Hank Wolters is still in shock after losing both of his beloved pets in the same day.
“It’s changed our life. It’s brought fear into our life. It’s hard,” Mr. Wolters says.
Wolters and his wife never thought their home would become a place of dark memories, but after both of their miniature schnauzers died of strychnine poisoning they now dread the missing sounds of their two playful companions.
“This is totally unnecessary and I just can’t understand it,” adds Wolters.
Wolters says he was out for his daily walk with the two dogs in his north Lethbridge neighbourhood. Within minutes of returning home, both pets took a turn for the worse.
“The dogs seemed fine until I got in the house, then within a couple of minutes they started to have seizures and spasms.”
He rushed the mini schnauzers to the pet hospital, but one-year-old Teddy and five-year-old Phoebe died on the way.
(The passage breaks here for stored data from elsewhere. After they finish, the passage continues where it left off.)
//! Line-oriented shell over an [`OrderingSession`]
//!
//! Each command maps to one session event; the affected panel is rendered
//! again afterwards.

use crate::cart::parse_quantity;
use crate::error::{OrderingError, OrderingResult};
use crate::presentation::{
    canteen_views, chat_views, order_views, recommendation_views, render_cart, stall_views,
    weekly_views,
};
use crate::session::{OrderingSession, today};
use canteen_client::CanteenApi;
use std::fmt::Write as _;

/// Dishes per day shown by `today` / `week`
const RECOMMENDATION_LIMIT: u32 = 5;

pub const HELP: &str = "\
canteens                      list canteens
stalls <canteen>              list stalls and dishes of a canteen
dish <id>                     open a dish
select <option> <value>       choose an option value for the open dish
add [qty]                     add the open dish to the cart
remove <n>                    remove cart line n
cart                          show the cart
lang                          switch display language
checkout                      submit the cart as an order
orders                        list your orders
pay <order>                   pay a pending order
rate <1-5> [comment]          rate the open dish
login <user> <password>       log in
register <user> <password> [email]
logout                        log out (clears the cart)
chat <text>                   ask the assistant
today                         today's recommendations
week                          this week's recommendations
help                          show this help
quit                          exit";

#[derive(Debug, Clone, PartialEq, Eq)]
pub enum Command {
    Canteens,
    Stalls(i64),
    Dish(i64),
    Select { option_type: String, value: String },
    Add(i64),
    /// 1-based line number as shown in the cart
    Remove(usize),
    Cart,
    Lang,
    Checkout,
    Orders,
    Pay(i64),
    Rate { score: i32, comment: Option<String> },
    Login { username: String, password: String },
    Register { username: String, password: String, email: Option<String> },
    Logout,
    Chat(String),
    Today,
    Week,
    Help,
    Quit,
}

fn usage(text: &str) -> OrderingError {
    OrderingError::Validation(format!("usage: {text}"))
}

fn parse_id<T: std::str::FromStr>(arg: Option<&str>, text: &str) -> OrderingResult<T> {
    arg.and_then(|a| a.parse().ok()).ok_or_else(|| usage(text))
}

/// Parse one input line; blank lines yield `None`
pub fn parse_command(line: &str) -> OrderingResult<Option<Command>> {
    let line = line.trim();
    let (name, rest) = match line.split_once(char::is_whitespace) {
        Some((name, rest)) => (name, rest.trim()),
        None => (line, ""),
    };
    let mut args = rest.split_whitespace();

    let command = match name.to_ascii_lowercase().as_str() {
        "" => return Ok(None),
        "canteens" => Command::Canteens,
        "stalls" => Command::Stalls(parse_id(args.next(), "stalls <canteen>")?),
        "dish" => Command::Dish(parse_id(args.next(), "dish <id>")?),
        "select" => match (args.next(), args.next()) {
            (Some(option_type), Some(value)) => Command::Select {
                option_type: option_type.to_string(),
                value: value.to_string(),
            },
            _ => return Err(usage("select <option> <value>")),
        },
        "add" => Command::Add(match args.next() {
            Some(qty) => parse_quantity(qty)?,
            None => 1,
        }),
        "remove" => Command::Remove(parse_id(args.next(), "remove <n>")?),
        "cart" => Command::Cart,
        "lang" => Command::Lang,
        "checkout" => Command::Checkout,
        "orders" => Command::Orders,
        "pay" => Command::Pay(parse_id(args.next(), "pay <order>")?),
        "rate" => {
            let score = parse_id(args.next(), "rate <1-5> [comment]")?;
            let comment = rest
                .split_once(char::is_whitespace)
                .map(|(_, c)| c.trim().to_string())
                .filter(|c| !c.is_empty());
            Command::Rate { score, comment }
        }
        "login" => match (args.next(), args.next()) {
            (Some(username), Some(password)) => Command::Login {
                username: username.to_string(),
                password: password.to_string(),
            },
            _ => return Err(usage("login <user> <password>")),
        },
        "register" => match (args.next(), args.next()) {
            (Some(username), Some(password)) => Command::Register {
                username: username.to_string(),
                password: password.to_string(),
                email: args.next().map(str::to_string),
            },
            _ => return Err(usage("register <user> <password> [email]")),
        },
        "logout" => Command::Logout,
        "chat" if !rest.is_empty() => Command::Chat(rest.to_string()),
        "chat" => return Err(usage("chat <text>")),
        "today" => Command::Today,
        "week" => Command::Week,
        "help" | "?" => Command::Help,
        "quit" | "exit" => Command::Quit,
        other => {
            return Err(OrderingError::Validation(format!(
                "unknown command: {other} (try `help`)"
            )));
        }
    };
    Ok(Some(command))
}

pub struct Shell<A: CanteenApi> {
    session: OrderingSession<A>,
}

impl<A: CanteenApi> Shell<A> {
    pub fn new(session: OrderingSession<A>) -> Self {
        Self { session }
    }

    pub fn session(&self) -> &OrderingSession<A> {
        &self.session
    }

    /// Message shown for a failed command
    pub async fn describe_error(&self, err: &OrderingError) -> String {
        let lang = self.session.language().await;
        let table = self.session.table();
        match err {
            OrderingError::NotLoggedIn => table.ui("please_login", lang).to_string(),
            other => format!("{}: {}", table.ui("error", lang), other.user_message()),
        }
    }

    /// Run one command and return the text to display
    pub async fn execute(&self, command: Command) -> OrderingResult<String> {
        let session = &self.session;
        let table = session.table();
        let lang = session.language().await;
        let ui = |key: &'static str| table.ui(key, lang).to_string();
        let mut out = String::new();

        match command {
            Command::Canteens => {
                let canteens = session.load_canteens().await?;
                let _ = writeln!(out, "{}", ui("header_canteen"));
                if canteens.is_empty() {
                    let _ = writeln!(out, "  {}", ui("no_canteens"));
                }
                for view in canteen_views(&canteens, lang, table) {
                    let _ = writeln!(out, "  {view}");
                }
            }
            Command::Stalls(canteen_id) => {
                let stalls = session.expand_canteen(canteen_id).await?;
                if stalls.is_empty() {
                    let _ = writeln!(out, "  {}", ui("no_stalls"));
                }
                for view in stall_views(&stalls, lang, table) {
                    let _ = write!(out, "{view}");
                }
            }
            Command::Dish(dish_id) => {
                session.open_dish(dish_id).await?;
                out = session.render().await.to_string();
            }
            Command::Select { option_type, value } => {
                session.select_option(&option_type, &value).await;
                out = session.render().await.to_string();
            }
            Command::Add(quantity) => {
                session.add_to_cart(quantity).await?;
                out = self.cart_text().await;
            }
            Command::Remove(n) => {
                if let Some(index) = n.checked_sub(1) {
                    session.remove_line(index).await;
                }
                out = self.cart_text().await;
            }
            Command::Cart => out = self.cart_text().await,
            Command::Lang => {
                session.toggle_language().await;
                out = session.render().await.to_string();
            }
            Command::Checkout => match session.checkout().await? {
                Some(created) => {
                    let lang = session.language().await;
                    let _ = writeln!(
                        out,
                        "{} {} {}",
                        table.ui("submit_success", lang),
                        table.ui("order_no", lang),
                        created.id
                    );
                    out.push_str(&self.cart_text().await);
                }
                None => out = self.cart_text().await,
            },
            Command::Orders => {
                let orders = session.list_orders().await?;
                if orders.is_empty() {
                    let _ = writeln!(out, "{}", ui("no_orders"));
                }
                for view in order_views(&orders, lang, table) {
                    let _ = write!(out, "{view}");
                }
            }
            Command::Pay(order_id) => {
                session.pay_order(order_id).await?;
                let _ = writeln!(out, "{}", ui("pay_success"));
                let orders = session.state().read().await.orders.clone();
                for view in order_views(&orders, lang, table) {
                    let _ = write!(out, "{view}");
                }
            }
            Command::Rate { score, comment } => {
                session.submit_rating(score, comment.as_deref()).await?;
                let _ = writeln!(out, "{}", ui("rating_success"));
                out.push_str(&session.render().await.to_string());
            }
            Command::Login { username, password } => {
                let user = session.login(&username, &password).await?;
                let _ = writeln!(out, "{}: {}", ui("login_success"), user.username);
            }
            Command::Register {
                username,
                password,
                email,
            } => {
                let user = session
                    .register(&username, &password, email.as_deref())
                    .await?;
                let _ = writeln!(out, "{}: {}", ui("register_success"), user.username);
            }
            Command::Logout => {
                session.logout().await;
                let _ = writeln!(out, "{}", ui("logout_success"));
            }
            Command::Chat(message) => {
                session.chat(&message).await?;
                let entries = session.state().read().await.chat.clone();
                let start = entries.len().saturating_sub(2);
                for line in chat_views(&entries[start..], lang, table) {
                    let _ = writeln!(out, "{line}");
                }
            }
            Command::Today => {
                let dishes = session
                    .daily_recommendations(None, RECOMMENDATION_LIMIT)
                    .await?;
                let _ = writeln!(out, "{}", ui("tab_today"));
                if dishes.is_empty() {
                    let _ = writeln!(out, "  {}", ui("no_recommendations"));
                }
                for view in recommendation_views(&dishes, lang, table) {
                    let _ = writeln!(out, "  {view}");
                }
            }
            Command::Week => {
                let weekly = session.weekly_recommendations(RECOMMENDATION_LIMIT).await?;
                let _ = writeln!(out, "{}", ui("week_recommendations"));
                for day in weekly_views(&weekly, Some(today()), lang, table) {
                    let marker = if day.is_today { format!(" ({})", ui("today")) } else { String::new() };
                    let _ = writeln!(out, "{}{marker}", day.name);
                    if day.dishes.is_empty() {
                        let _ = writeln!(out, "  {}", ui("no_recommendations"));
                    }
                    for view in &day.dishes {
                        let _ = writeln!(out, "  {view}");
                    }
                }
            }
            Command::Help => out = format!("{HELP}\n"),
            Command::Quit => {}
        }
        Ok(out)
    }

    async fn cart_text(&self) -> String {
        let state = self.session.state();
        let state = state.read().await;
        render_cart(&state.cart, state.language, self.session.table()).to_string()
    }
}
Dr. Rod McFarlane with Highland Pet Hospital says the fast acting poison can cause death within minutes.
“It affects the central nervous system. It basically stops their ability to breath, they die of asphyxiation. It’s a pretty horrific way to die,” Dr. McFarlane says.
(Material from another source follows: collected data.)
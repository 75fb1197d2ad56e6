//! Prompt builder for rendering templates.

use crate::types::{BuiltPrompt, PromptDefinition};
use docchat_core::{AppError, AppResult};
use handlebars::Handlebars;
use std::collections::HashMap;

/// Build a prompt from a definition and input variables.
///
/// Missing variables render as empty strings and are falsy in `{{#if}}`
/// blocks, so optional instructions can be switched off by leaving their
/// variable out.
///
/// # Example
/// ```no_run
/// use docchat_prompt::{build_prompt, builtin_prompt, QUESTION_PROMPT_ID};
/// use std::collections::HashMap;
///
/// # fn example() -> Result<(), Box<dyn std::error::Error>> {
/// let def = builtin_prompt(QUESTION_PROMPT_ID).unwrap();
/// let mut vars = HashMap::new();
/// vars.insert("question".to_string(), "How do I create a cart?".to_string());
///
/// let built = build_prompt(&def, vars)?;
/// println!("{}", built.user);
/// # Ok(())
/// # }
/// ```
pub fn build_prompt(
    definition: &PromptDefinition,
    variables: HashMap<String, String>,
) -> AppResult<BuiltPrompt> {
    tracing::debug!(prompt = %definition.id, "Building prompt");

    let rendered = render_template(&definition.template, &variables)?;

    Ok(BuiltPrompt::new(
        definition.system.clone(),
        rendered,
        definition.id.clone(),
        variables,
    ))
}

/// Render a Handlebars template with variables.
fn render_template(template: &str, variables: &HashMap<String, String>) -> AppResult<String> {
    let mut handlebars = Handlebars::new();

    // Prompts are plain text, never HTML
    handlebars.register_escape_fn(handlebars::no_escape);

    handlebars
        .register_template_string("prompt", template)
        .map_err(|e| AppError::Prompt(format!("Failed to register template: {}", e)))?;

    handlebars
        .render("prompt", variables)
        .map_err(|e| AppError::Prompt(format!("Failed to render template: {}", e)))
}

#[cfg(test)]
mod tests {
    use super::*;
    use crate::defaults::{builtin_prompt, LINK_VALIDATION_PROMPT_ID, QUESTION_PROMPT_ID};

    fn vars(pairs: &[(&str, &str)]) -> HashMap<String, String> {
        pairs
            .iter()
            .map(|(k, v)| (k.to_string(), v.to_string()))
            .collect()
    }

    #[test]
    fn test_render_simple_template() {
        let result = render_template("Question: {{question}}", &vars(&[("question", "Hi")]));
        assert_eq!(result.unwrap(), "Question: Hi");
    }

    #[test]
    fn test_render_does_not_escape_markup() {
        let result = render_template("{{input}}", &vars(&[("input", "<b>[a](https://x.com/?a=1&b=2)</b>")]));
        assert_eq!(result.unwrap(), "<b>[a](https://x.com/?a=1&b=2)</b>");
    }

    #[test]
    fn test_render_template_missing_variable() {
        let result = render_template("Question: {{missing}}", &HashMap::new());
        assert_eq!(result.unwrap(), "Question: ");
    }

    #[test]
    fn test_render_invalid_template() {
        assert!(render_template("{{#if ready}}unclosed", &HashMap::new()).is_err());
    }

    #[test]
    fn test_question_prompt_layout() {
        let def = builtin_prompt(QUESTION_PROMPT_ID).unwrap();
        let built = build_prompt(
            &def,
            vars(&[
                ("context", "Carts are created with createEmptyCart."),
                ("chatHistory", ""),
                ("question", "How do I create a cart?"),
                ("docsBaseUrl", "https://developer.adobe.com/commerce/webapi/"),
                ("avoidTerm", "Magento"),
                ("preferredTerm", "Adobe Commerce"),
            ]),
        )
        .unwrap();

        assert!(built
            .user
            .contains("CONTEXT: Carts are created with createEmptyCart.\n----"));
        assert!(built.user.contains("QUESTION: How do I create a cart?"));
        assert!(built.user.contains(r#"Do not use the term "Magento", instead use "Adobe Commerce"."#));
        assert!(built
            .user
            .contains("https://developer.adobe.com/commerce/webapi/graphql/payment-methods/payflow-pro/"));
        assert!(built.user.ends_with("Helpful Answer:"));
        assert_eq!(built.metadata.source_prompt_id, "question");
    }

    #[test]
    fn test_question_prompt_without_avoid_term() {
        let def = builtin_prompt(QUESTION_PROMPT_ID).unwrap();
        let built = build_prompt(&def, vars(&[("question", "q")])).unwrap();
        assert!(!built.user.contains("Do not use the term"));
    }

    #[test]
    fn test_link_validation_prompt_layout() {
        let def = builtin_prompt(LINK_VALIDATION_PROMPT_ID).unwrap();
        let built = build_prompt(
            &def,
            vars(&[
                ("input", "See [docs](https://x.com/a)."),
                ("hyperlinks", r#"["https://x.com/a"]"#),
            ]),
        )
        .unwrap();

        assert!(built.user.contains("INPUT: See [docs](https://x.com/a)."));
        assert!(built.user.contains(r#"CONTEXT: ["https://x.com/a"]"#));
    }
}
use axum::{
    http::StatusCode,
    response::{IntoResponse, Response},
    Json,
};
use docchat_core::AppError;
use serde::Serialize;

/// Pipeline failure surfaced to an HTTP client.
#[derive(Debug)]
pub struct ApiError(pub AppError);

#[derive(Serialize)]
struct ErrorBody {
    error: String,
    message: String,
}

impl IntoResponse for ApiError {
    fn into_response(self) -> Response {
        tracing::error!("Request failed: {}", self.0);

        let body = ErrorBody {
            error: self.0.code().to_string(),
            message: self.0.to_string(),
        };

        (StatusCode::INTERNAL_SERVER_ERROR, Json(body)).into_response()
    }
}

impl From<AppError> for ApiError {
    fn from(err: AppError) -> Self {
        ApiError(err)
    }
}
Police are urging people to be aware of any unusual items found in backyards or walkways after a second suspected poisoning last week.
“A north side resident reported her two large dogs became ill. In that case there was no immediate evidence to definitively conclude poisoning, but the circumstances are certainly suspicious,” adds Kristen Harding with the Lethbridge Regional Police.
With the investigation continuing, Harding says it’s not just pets that could be at risk. Parents with small children should also be cautious.
“If we have somebody out there putting poison laced food out, it’s possible children could come into contact with that and could be harmed as a result.”
Knowing his dogs could have been killed deliberately is hard to absorb for Wolters, but he hopes by speaking out a similar tragedy can be avoided.
“Maybe somebody will see something and it will prevent somebody else from having the same pain,” he says.
It’s not known if the dogs were poisoned in the backyard of Wolters property, or during the walk.
Anyone with information is asked to contact LRPS at 403-328-4444, or Crime Stoppers at 1-800-222-8477.